Posts across Reddit and market forums are circling one question - are foreign investors finally returning, and does that mean the market has bottomed. The debate intensified after a sharp, short-lived move in IT stocks. The sector had rallied nearly 7 percent over two sessions, then fell 4.3 percent as enthusiasm around AI-driven software spending cooled. That reversal has become a talking point because IT has also been one of the biggest recipients of foreign selling in 2026. Many retail investors are trying to separate index-level flows from sector-level flows. Some users describe IT as the "bottom rung" in current sector leadership, suggesting it is out of favour rather than leading the recovery. Others point out that foreign activity has not been uniform across the market, which makes the signals harder to read.

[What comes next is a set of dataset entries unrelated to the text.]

//! Error kinds surfaced by the question-answering core.
//!
//! One enum covers every failure the core can report, so the HTTP layer
//! and CLI can map each kind to a structured failure response.
//! Orchestration code that mixes these with I/O errors wraps them in
//! `anyhow::Error`; handlers downcast to recover the kind.

use serde_json::Value;

/// Maximum characters of raw provider payload carried inside an error
/// or a fallback answer.
const PAYLOAD_DUMP_LIMIT: usize = 400;

/// A failure on the upload or question path.
#[derive(Debug)]
pub enum QaError {
    /// The upload's format hint names a format we cannot extract.
    UnsupportedFormat(String),
    /// An AI provider responded with JSON that matched no known shape.
    UnrecognizedResponseShape {
        endpoint: &'static str,
        payload: String,
    },
    /// The question was blank after trimming whitespace.
    EmptyQuestion,
    /// No document with the given id exists in the store.
    NotFound(String),
    /// A document with the given id already exists in the store.
    DuplicateId(String),
    /// The durable store could not be read or written.
    Persistence(String),
    /// An external provider call itself failed (network, auth, HTTP status).
    ExternalCapability(String),
}

impl QaError {
    /// Build an [`UnrecognizedResponseShape`](QaError::UnrecognizedResponseShape)
    /// carrying a truncated diagnostic dump of the raw payload.
    pub fn unrecognized_shape(endpoint: &'static str, payload: &Value) -> Self {
        QaError::UnrecognizedResponseShape {
            endpoint,
            payload: truncate_payload(payload),
        }
    }

    /// Machine-readable code used in JSON error responses.
    pub fn code(&self) -> &'static str {
        match self {
            QaError::UnsupportedFormat(_) => "unsupported_format",
            QaError::UnrecognizedResponseShape { .. } => "unrecognized_response_shape",
            QaError::EmptyQuestion => "empty_question",
            QaError::NotFound(_) => "not_found",
            QaError::DuplicateId(_) => "duplicate_id",
            QaError::Persistence(_) => "persistence",
            QaError::ExternalCapability(_) => "external_capability",
        }
    }
}

impl std::fmt::Display for QaError {
    fn fmt(&self, f: &mut std::fmt::Formatter<'_>) -> std::fmt::Result {
        match self {
            QaError::UnsupportedFormat(hint) => {
                write!(f, "unsupported document format: {}", hint)
            }
            QaError::UnrecognizedResponseShape { endpoint, payload } => {
                write!(
                    f,
                    "unrecognized {} response shape: {}",
                    endpoint, payload
                )
            }
            QaError::EmptyQuestion => write!(f, "question must not be empty"),
            QaError::NotFound(id) => write!(f, "document not found: {}", id),
            QaError::DuplicateId(id) => write!(f, "document id already exists: {}", id),
            QaError::Persistence(msg) => write!(f, "durable store failure: {}", msg),
            QaError::ExternalCapability(msg) => write!(f, "provider call failed: {}", msg),
        }
    }
}

impl std::error::Error for QaError {}

/// Render a provider payload for diagnostics, bounded in size so a huge
/// response body never ends up in a log line or an error message whole.
pub fn truncate_payload(value: &Value) -> String {
    let mut dump = value.to_string();
    if dump.len() > PAYLOAD_DUMP_LIMIT {
        let mut cut = PAYLOAD_DUMP_LIMIT;
        while !dump.is_char_boundary(cut) {
            cut -= 1;
        }
        dump.truncate(cut);
        dump.push_str("...");
    }
    dump
}

#[cfg(test)]
mod tests {
    use super::*;
    use serde_json::json;

    #[test]
    fn truncate_short_payload_is_identity() {
        let v = json!({"data": [1, 2, 3]});
        assert_eq!(truncate_payload(&v), v.to_string());
    }

    #[test]
    fn truncate_long_payload_is_bounded() {
        let v = json!({ "blob": "x".repeat(10_000) });
        let dump = truncate_payload(&v);
        assert!(dump.len() <= PAYLOAD_DUMP_LIMIT + 3);
        assert!(dump.ends_with("..."));
    }

    #[test]
    fn shape_error_carries_truncated_dump() {
        let v = json!({ "blob": "y".repeat(10_000) });
        let err = QaError::unrecognized_shape("embeddings", &v);
        match err {
            QaError::UnrecognizedResponseShape { endpoint, payload } => {
                assert_eq!(endpoint, "embeddings");
                assert!(payload.len() <= PAYLOAD_DUMP_LIMIT + 3);
            }
            other => panic!("unexpected error: {}", other),
        }
    }

    #[test]
    fn codes_are_stable() {
        assert_eq!(QaError::EmptyQuestion.code(), "empty_question");
        assert_eq!(QaError::NotFound("x".into()).code(), "not_found");
        assert_eq!(QaError::DuplicateId("x".into()).code(), "duplicate_id");
    }
}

The 2026 headline - heavy FII selling dominates the tape

Several widely shared data points show foreign institutional investors continuing to sell Indian equities through 2026. One session referenced in the discussion saw FIIs offload equities worth ₹8,362.92 crore on a net basis, described as the largest single-day outflow in recent sessions. Social posts also cite the 2026 total as a record $16.8 billion in outflows, underlining the scale of withdrawal. Across 18 months, the pullout is described as more than $15 billion or about ₹4.23 lakh crore. Another frequently repeated figure is total FPI selling of ₹187,439 crore for 2026 so far. These numbers are being used to argue that any talk of an "FII comeback" needs to be treated carefully. The dominant theme in the discourse remains that foreign selling has been persistent, even when domestic flows look supportive.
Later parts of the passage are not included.